As we now look to drive consistency of experiences for people, data and processes across an organization with new digitally connected tools, the panel looked to the need for firms to identify the areas where they can drive tangible new efficiencies in their business.

Focusing on the Insurance Industry in specific terms, Artificial Intelligence (AI) and Machine Learning (ML) are now coming to the fore in terms of their application in working businesses. Although it is probably still early days in most cases, we can now think about moving past the prototyping phase and develop the application of these technologies to look for where they will have the most impact. The panel agreed that where ML can really help the business is to work through workloads where vast amounts of data exist that we can point machine brains towards.

Connected, joined-up end-to-end planning

For real connected, joined-up end-to-end planning to be brought to bear inside the Insurance Industry, the speakers detailed some of the before-and-after steps where they see intelligent planning being applied.

The most effective use of planning technologies for Insurance Industry businesses sees firms move from manual processes and be able to map out where data will be chanelled towards, once a digital planning platform like Anaplan is implemented. Making sure that there’s a reference architecture to apply data flows to helps create a headstart towards successful project delivery.

Moving human error out of the operational process has always got to be a good thing. Given the disruptive effects of Covid-19 throughout 2020 and beyond, Baker commented that scenario planning is not new per se, but now the Insurance Industry can look to a new and more digitally enabled top-down approach to gain a macroeconomic view of how any business will perform in a period of massively disruptive change.

Nathwani noted that Aspen was already relatively progressed on its Anaplan journey at the start of the pandemic, so the firm was already in a position to be able to simply ‘click a few buttons’ and analyze possible business outcomes.

Thinking about the way companies implement a strategic planning process as part of their operational core, Nathwani and Baker agree that the strategic planning engine should always be run with a view to delivering on the core business plan at any given moment in time. With the prospect of IFRS17 ahead for 2023, the panelists looked to the future requirements that this will bring in for all businesses in this sector.

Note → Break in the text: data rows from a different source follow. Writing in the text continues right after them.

//! Aggregate quality of a result set.
//!
//! Two formulas are available:
//!
//! - **Blended**: `0.7 * mean(trust) + 0.3 * mean(engagement)`, where each
//!   item's engagement is `votes + views` capped at [`ENGAGEMENT_CAP`] and
//!   divided by the cap.
//! - **Category-weighted**: the sum of each item's category weight
//!   (docs 3, Q&A 2, forum 1.4, blog 1, other 0.5) divided by
//!   `count * max_weight`.
//!
//! [`QualityMode::Auto`] uses the category-weighted formula once the pool
//! spans [`MIXED_POOL_CATEGORIES`] or more categories.

use std::collections::HashSet;

use serde::{Deserialize, Serialize};

use crate::types::{RetrievedItem, SourceCategory};

use super::trust::trust_score;

/// Engagement is clamped to this before normalisation.
pub const ENGAGEMENT_CAP: f64 = 10_000.0;

/// Distinct categories at which a pool counts as fully mixed.
pub const MIXED_POOL_CATEGORIES: usize = 3;

const TRUST_WEIGHT: f64 = 0.7;
const ENGAGEMENT_WEIGHT: f64 = 0.3;

/// Which aggregate formula to apply.
#[derive(Debug, Clone, Copy, Default, PartialEq, Eq, Serialize, Deserialize)]
#[serde(rename_all = "snake_case")]
pub enum QualityMode {
    /// Mean trust blended with normalised engagement.
    Blended,
    /// Fixed per-category weights.
    CategoryWeighted,
    /// Pick by how many categories the pool spans.
    #[default]
    Auto,
}

/// Aggregate quality on `[0, 1]`. Empty sets score `0.0`.
pub fn aggregate_quality(items: &[RetrievedItem], mode: QualityMode) -> f64 {
    match mode {
        QualityMode::Blended => blended_quality(items),
        QualityMode::CategoryWeighted => category_weighted_quality(items),
        QualityMode::Auto => {
            if distinct_categories(items) >= MIXED_POOL_CATEGORIES {
                category_weighted_quality(items)
            } else {
                blended_quality(items)
            }
        }
    }
}

/// `0.7 * mean(trust) + 0.3 * mean(normalised engagement)`.
///
/// Items not yet scored are scored on the fly.
pub fn blended_quality(items: &[RetrievedItem]) -> f64 {
    if items.is_empty() {
        return 0.0;
    }
    let count = items.len() as f64;
    let mean_trust = items
        .iter()
        .map(|item| item.trust_score.unwrap_or_else(|| trust_score(item)))
        .sum::<f64>()
        / count;
    let mean_engagement = items.iter().map(engagement).sum::<f64>() / count;
    (TRUST_WEIGHT * mean_trust + ENGAGEMENT_WEIGHT * mean_engagement).clamp(0.0, 1.0)
}

/// Sum of category weights over `count * max_weight`.
pub fn category_weighted_quality(items: &[RetrievedItem]) -> f64 {
    if items.is_empty() {
        return 0.0;
    }
    let total: f64 = items
        .iter()
        .map(|item| item.source_type.category().weight())
        .sum();
    total / (items.len() as f64 * SourceCategory::MAX_WEIGHT)
}

/// Normalised engagement of one item on `[0, 1]`.
pub fn engagement(item: &RetrievedItem) -> f64 {
    let votes = item.votes().max(0) as f64;
    let views = item.views() as f64;
    (votes + views).min(ENGAGEMENT_CAP) / ENGAGEMENT_CAP
}

fn distinct_categories(items: &[RetrievedItem]) -> usize {
    items
        .iter()
        .map(|item| item.source_type.category())
        .collect::<HashSet<_>>()
        .len()
}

Operational aspects of the Anaplan platform

Sean Culligan took the ‘virtual’ stage to dig into some of the operational aspects of the Anaplan platform. It is clear that an efficient implementation of  Anaplan is one where each module is brought online only when a conscientious study of User eXperience (UX) is also tabled as a trackable working measure.

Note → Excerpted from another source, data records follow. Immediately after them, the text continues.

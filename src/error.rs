//! Error types for the scout engine.
//!
//! Chain, provider and source failures arrive as [`SearchError`] and keep
//! their stable codes. Configuration and file errors are added here.

use scout_search::SearchError;

/// Top-level error type for the research engine.
#[derive(Debug, thiserror::Error)]
pub enum ScoutError {
    /// A provider chain or source failed.
    #[error(transparent)]
    Chain(#[from] SearchError),

    /// Configuration error.
    #[error("config error: {0}")]
    Config(String),

    /// I/O error.
    #[error("I/O error: {0}")]
    Io(#[from] std::io::Error),

    /// The configuration file is not valid TOML.
    #[error("TOML error: {0}")]
    Toml(String),
}

impl ScoutError {
    /// Stable error code, shared with [`SearchError::code`] for chain errors.
    pub fn code(&self) -> &'static str {
        match self {
            Self::Chain(inner) => inner.code(),
            Self::Config(_) => scout_search::error::error_codes::CONFIG_INVALID,
            Self::Io(_) => "IO_ERROR",
            Self::Toml(_) => "TOML_INVALID",
        }
    }
}

impl From<toml::de::Error> for ScoutError {
    fn from(err: toml::de::Error) -> Self {
        Self::Toml(err.to_string())
    }
}

impl From<toml::ser::Error> for ScoutError {
    fn from(err: toml::ser::Error) -> Self {
        Self::Toml(err.to_string())
    }
}

/// Convenience result type.
pub type Result<T> = std::result::Result<T, ScoutError>;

In terms of what drives Anaplan adoption, all speakers agreed that it is vitally important to put the ownership of any technology in the hands of the users themselves. It is essential to be able to drive change management once end consumers of a technology product or service have an ability to provide feedback, early and often.

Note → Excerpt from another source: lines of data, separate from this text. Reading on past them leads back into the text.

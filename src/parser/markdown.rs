// file: src/parser/markdown.rs
// description: markdown to plain text rendering with pulldown-cmark
// reference: https://docs.rs/pulldown-cmark

use pulldown_cmark::{Event, Parser, Tag, TagEnd};

pub struct MarkdownParser;

#[derive(Debug, Clone)]
pub struct ParsedMarkdown {
    pub plain_text: String,
    pub headings: Vec<Heading>,
}

#[derive(Debug, Clone)]
pub struct Heading {
    pub level: u32,
    pub text: String,
}

impl ParsedMarkdown {
    pub fn first_title(&self) -> Option<&str> {
        self.headings
            .iter()
            .find(|h| h.level == 1)
            .map(|h| h.text.as_str())
    }
}

impl MarkdownParser {
    pub fn new() -> Self {
        Self
    }

    /// Block elements end with a newline; code blocks keep their content verbatim.
    pub fn parse(&self, content: &str) -> ParsedMarkdown {
        let parser = Parser::new(content);

        let mut plain_text = String::new();
        let mut headings = Vec::new();
        let mut current_heading: Option<(u32, String)> = None;

        for event in parser {
            match event {
                Event::Start(Tag::Heading { level, .. }) => {
                    current_heading = Some((level as u32, String::new()));
                }
                Event::End(TagEnd::Heading(_)) => {
                    if let Some((level, text)) = current_heading.take() {
                        headings.push(Heading {
                            level,
                            text: text.trim().to_string(),
                        });
                    }
                    push_block_break(&mut plain_text);
                }
                Event::End(
                    TagEnd::Paragraph
                    | TagEnd::Item
                    | TagEnd::CodeBlock
                    | TagEnd::BlockQuote(_)
                    | TagEnd::TableRow
                    | TagEnd::TableHead,
                ) => {
                    push_block_break(&mut plain_text);
                }
                Event::End(TagEnd::TableCell) => {
                    plain_text.push('\t');
                }
                Event::Text(text) | Event::Code(text) => {
                    if let Some((_, ref mut heading_text)) = current_heading {
                        heading_text.push_str(&text);
                    }
                    plain_text.push_str(&text);
                }
                Event::SoftBreak | Event::HardBreak => {
                    plain_text.push('\n');
                }
                _ => {}
            }
        }

        ParsedMarkdown {
            plain_text: plain_text.trim().to_string(),
            headings,
        }
    }
}

impl Default for MarkdownParser {
    fn default() -> Self {
        Self::new()
    }
}

fn push_block_break(text: &mut String) {
    if !text.is_empty() && !text.ends_with('\n') {
        text.push('\n');
    }
}

#[cfg(test)]
mod tests {
    use super::*;

    #[test]
    fn test_basic_parsing() {
        let parser = MarkdownParser::new();
        let parsed = parser.parse("# Title\n\nSome *content* here.");

        assert_eq!(parsed.headings.len(), 1);
        assert_eq!(parsed.first_title(), Some("Title"));
        assert_eq!(parsed.plain_text, "Title\nSome content here.");
    }

    #[test]
    fn test_code_kept_in_text() {
        let parser = MarkdownParser::new();
        let parsed = parser.parse("Run `cargo` then:\n\n```\nmake all\n```\n");

        assert!(parsed.plain_text.contains("Run cargo then:"));
        assert!(parsed.plain_text.contains("make all"));
    }

    #[test]
    fn test_links_render_as_label() {
        let parser = MarkdownParser::new();
        let parsed = parser.parse("[Example](https://example.com)");

        assert_eq!(parsed.plain_text, "Example");
        assert!(parsed.first_title().is_none());
    }
}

Although Analplan is great for planning, it also performs really well for reporting and the discussion moved to how reports are used. For Baker, good reporting should be carried out that is integral to the planning process and secondly, it should form a part of the data streams channeled towards BI platforms.

As Anaplan continues to mature and evolve and augment its levels of functionality, Vuelalta’s central piece of advice is to never ‘just’ focused on Anaplan. It always remains fundamentally important to focus on the business, whatever industry vertical a firm finds itself operating in.

This Vuealta Planning Strategies for the Insurance Industry in 2021 and Beyond webinar rounded out with a practical live-video demonstration of Anaplan. Once organizations in the Insurance Industry start to leverage scenario modeling and digital planning platform technologies, they can really start to move towards becoming changemakers that adapt & reinvent for the greater good.